Above you can see the final version of bmp16_flood_fill_internal(). Note that it is not harder to read at all; in fact, I'd say it's actually easier to read than the first version. At the same time we've sped up the function by a factor of 1.15*1.25*1.25 ≈ 1.75. 75% faster just by making some very elementary alterations. I don't really think these can be considered “premature optimizations”, because you could have easily designed and written the algorithm the faster way in the first place. To recap:

  • Use words (int/s32/u32) for local variables and parameters, not bytes (char/s8/u8) or halfwords (short/s16/u16).
  • Use a fast-fill routine instead of manual looping for longer spans.
  • Load up pointers, struct members and global variables into locals if they're used frequently and/or you call other functions. Aside from being potentially faster, it also keeps the worker code cleaner.
  • Order the expressions in compound conditions so that the decision can be reached as early as possible. For ANDs put the expressions most likely to be false first; for ORs, put these last.

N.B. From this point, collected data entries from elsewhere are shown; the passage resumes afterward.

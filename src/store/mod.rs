//! The Store abstraction: a mutable set of [`TrackedCommit`]s shared across
//! clones, behind two pluggable backends.
pub mod git_store;
pub mod json_store;
pub mod lock;

use crate::error::GitalongError;
use crate::model::TrackedCommit;
use backoff::backoff::Backoff;
use backoff::ExponentialBackoff;
use std::time::Duration;

pub use git_store::GitStore;
pub use json_store::JsonStore;

/// Retry ladder for store commits.
#[derive(Debug, Clone, Copy)]
pub struct RetryConfig {
    pub max_attempts: u32,
    pub base_delay: Duration,
    pub factor: f64,
    pub max_delay: Duration,
}

impl Default for RetryConfig {
    fn default() -> Self {
        RetryConfig {
            max_attempts: 5,
            base_delay: Duration::from_millis(100),
            factor: 2.0,
            max_delay: Duration::from_secs(2),
        }
    }
}

impl RetryConfig {
    fn backoff(&self) -> ExponentialBackoff {
        ExponentialBackoff {
            current_interval: self.base_delay,
            initial_interval: self.base_delay,
            multiplier: self.factor,
            max_interval: self.max_delay,
            max_elapsed_time: None,
            ..ExponentialBackoff::default()
        }
    }

    /// Runs `attempt` up to `max_attempts` times, sleeping along the
    /// exponential ladder between retryable failures. `attempt` reports
    /// whether a failure is retryable via `Err(Retryable(e))` vs.
    /// `Err(Fatal(e))`.
    pub fn retry<T, E>(
        &self,
        mut attempt: impl FnMut(u32) -> Result<T, RetryOutcome<E>>,
    ) -> Result<T, RetryError<E>> {
        let mut backoff = self.backoff();
        for n in 1..=self.max_attempts {
            match attempt(n) {
                Ok(v) => return Ok(v),
                Err(RetryOutcome::Fatal(e)) => return Err(RetryError::Fatal(e)),
                Err(RetryOutcome::Retryable(e)) => {
                    if n == self.max_attempts {
                        return Err(RetryError::Exhausted { attempts: n, last: e });
                    }
                    let delay = backoff.next_backoff().unwrap_or(self.max_delay);
                    tracing::warn!(attempt = n, delay_ms = delay.as_millis() as u64, "retrying store operation");
                    std::thread::sleep(delay);
                }
            }
        }
        unreachable!("max_attempts >= 1 is enforced by construction")
    }
}

/// The outcome of one attempt passed to [`RetryConfig::retry`].
pub enum RetryOutcome<E> {
    Retryable(E),
    Fatal(E),
}

/// The final outcome after a retry loop gives up.
pub enum RetryError<E> {
    Fatal(E),
    Exhausted { attempts: u32, last: E },
}

/// Shared capability interface for a store backend.
pub trait StoreBackend {
    /// An atomic, consistent read of every record currently in the store.
    fn snapshot(&self) -> Result<Vec<TrackedCommit>, GitalongError>;

    /// Atomically replaces this clone's contribution, merged with the
    /// observed remote state per the merge rule.
    fn commit(&self, records: Vec<TrackedCommit>) -> Result<(), GitalongError>;

    /// Acquires the backend's cross-process mutual exclusion, if any.
    fn lock(&self) -> Result<(), GitalongError>;

    /// Releases the lock acquired by [`StoreBackend::lock`].
    fn unlock(&self) -> Result<(), GitalongError>;
}

/// Applies the merge rule: keep every record that isn't mine, plus my
/// freshly computed slice.
pub fn merge_mine(remote: Vec<TrackedCommit>, mine_new: Vec<TrackedCommit>, host: &str, author: &str) -> Vec<TrackedCommit> {
    let mut merged: Vec<TrackedCommit> = remote
        .into_iter()
        .filter(|r| !r.is_mine(host, author))
        .collect();
    merged.extend(mine_new);
    merged
}

/// Tagged-variant store selected by URL shape: an HTTPS URL pointing at a
/// JSON document uses the JSON-document backend; anything else
/// (an `ssh://`/`git://`/local-path remote) uses the Git-backed store.
pub enum Store {
    Git(GitStore),
    Json(JsonStore),
}

impl StoreBackend for Store {
    fn snapshot(&self) -> Result<Vec<TrackedCommit>, GitalongError> {
        match self {
            Store::Git(s) => s.snapshot(),
            Store::Json(s) => s.snapshot(),
        }
    }

    fn commit(&self, records: Vec<TrackedCommit>) -> Result<(), GitalongError> {
        match self {
            Store::Git(s) => s.commit(records),
            Store::Json(s) => s.commit(records),
        }
    }

    fn lock(&self) -> Result<(), GitalongError> {
        match self {
            Store::Git(s) => s.lock(),
            Store::Json(s) => s.lock(),
        }
    }

    fn unlock(&self) -> Result<(), GitalongError> {
        match self {
            Store::Git(s) => s.unlock(),
            Store::Json(s) => s.unlock(),
        }
    }
}

#[cfg(test)]
mod tests {
    use super::*;
    use crate::git::GitUrl;
    use std::str::FromStr;

    fn rec(host: &str, author: &str, changes: Vec<&str>) -> TrackedCommit {
        TrackedCommit::uncommitted(
            GitUrl::from_str("https://example.com/r.git").unwrap(),
            host.into(),
            author.into(),
            changes.into_iter().map(String::from).collect(),
            vec![],
        )
    }

    #[test]
    fn merge_rule_only_replaces_own_records() {
        let remote = vec![rec("other", "o@x.com", vec!["a"]), rec("me", "me@x.com", vec!["stale"])];
        let mine_new = vec![rec("me", "me@x.com", vec!["fresh"])];
        let merged = merge_mine(remote, mine_new, "me", "me@x.com");
        assert_eq!(merged.len(), 2);
        assert!(merged.iter().any(|r| r.host == "other"));
        assert!(merged.iter().any(|r| r.changes == vec!["fresh".to_string()]));
        assert!(!merged.iter().any(|r| r.changes == vec!["stale".to_string()]));
    }

    #[test]
    fn retry_gives_up_after_max_attempts() {
        let cfg = RetryConfig {
            max_attempts: 3,
            base_delay: Duration::from_millis(1),
            factor: 1.0,
            max_delay: Duration::from_millis(1),
        };
        let mut calls = 0;
        let result: Result<(), RetryError<&str>> = cfg.retry(|_| {
            calls += 1;
            Err(RetryOutcome::Retryable("conflict"))
        });
        assert!(matches!(result, Err(RetryError::Exhausted { attempts: 3, .. })));
        assert_eq!(calls, 3);
    }

    #[test]
    fn retry_stops_immediately_on_fatal() {
        let cfg = RetryConfig::default();
        let mut calls = 0;
        let result: Result<(), RetryError<&str>> = cfg.retry(|_| {
            calls += 1;
            Err(RetryOutcome::Fatal("unauthorized"))
        });
        assert!(matches!(result, Err(RetryError::Fatal("unauthorized"))));
        assert_eq!(calls, 1);
    }
}
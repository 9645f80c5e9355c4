//! Typed wrapper around the `git` command-line tool: validated newtypes,
//! the subprocess executor, and the read-only probe.

pub mod exec;
pub mod probe;
pub mod types;

#[cfg(feature = "async")]
pub mod async_probe;

pub use probe::{CommitInfo, GitProbe};
pub use types::{CommitSha, GitUrl, RefName};

#[cfg(feature = "async")]
pub use async_probe::AsyncGitProbe;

None of those points are specific to floodfills; they should work for just about any part of code. I suppose you could call them good habits.


First floodfill results .

Second floodfill results.

One word of caution if you want to use the recursive floodfill routine. Because of the amount of stack it uses, you'll have to be careful where you apply it. There is also non-recursive version using a local stack, but you'd still run the risk of overflowing that and it doesn't seem to be faster anyway. Maybe I'll make an asm version later, but preferably not if I don't have to.

memset16 fix

Although I know I tested the memset16() presented earlier, one instruction miraculously disappeared when posting it here. There should have been an `mov r12, r1' in the initializing of the registers for the stmia. I have no idea where it disappeared to, but with this fix the routine should run properly.

I've been having a number of this sort of errors lately, actually. I've also recently found out that the shared-tileset in the current distribution is broken because of a single character that handles it in grit_prep_map. This:

// in grit_prep.cpp, grit_prep_map
    if(gr->img_flags & GRIT_IMG_SHARED)
        rdxDib= grit_tile_reduce(&mapRec, tileDib, flags, NULL);
    else
        rdxDib= grit_tile_reduce(&mapRec, tileDib, flags, gr->shared->dib);

should have been this:

// in grit_prep.cpp, grit_prep_map
    if(~gr->img_flags & GRIT_IMG_SHARED)
        rdxDib= grit_tile_reduce(&mapRec, tileDib, flags, NULL);
    else
        rdxDib= grit_tile_reduce(&mapRec, tileDib, flags, gr->shared->dib);

The missing ~ means that the the code did exactly the wrong thing. And again, during testing I had it right (cue Twilight-zone theme).

Tonc cleanup and fixes

I've uploaded some newer tonc files today, mostly for devkitArm r21 compatibility. Because the linkscript for multiboot got b0rken somehow, I had to change all the demos to default to cart-builds. I intended to change to cart-boot later anyway, but not being able to build the demos properly with the latest devkit kinda forces me to do it now. I've also had to change the tier-3 makefiles because it used `-fno-expections' in the CXXFLAGS. This should of course have been `-fno-exceptions' (thanks muff).

There have also been a few changes in the text parts: build-specs are set to cart-boot there too now, and I fixed some broken links. I've also fixed a slew of spelling and grammar issues that Patater sent in. These part of the text shouldn't be gibberish anymore – just unintelligible :P.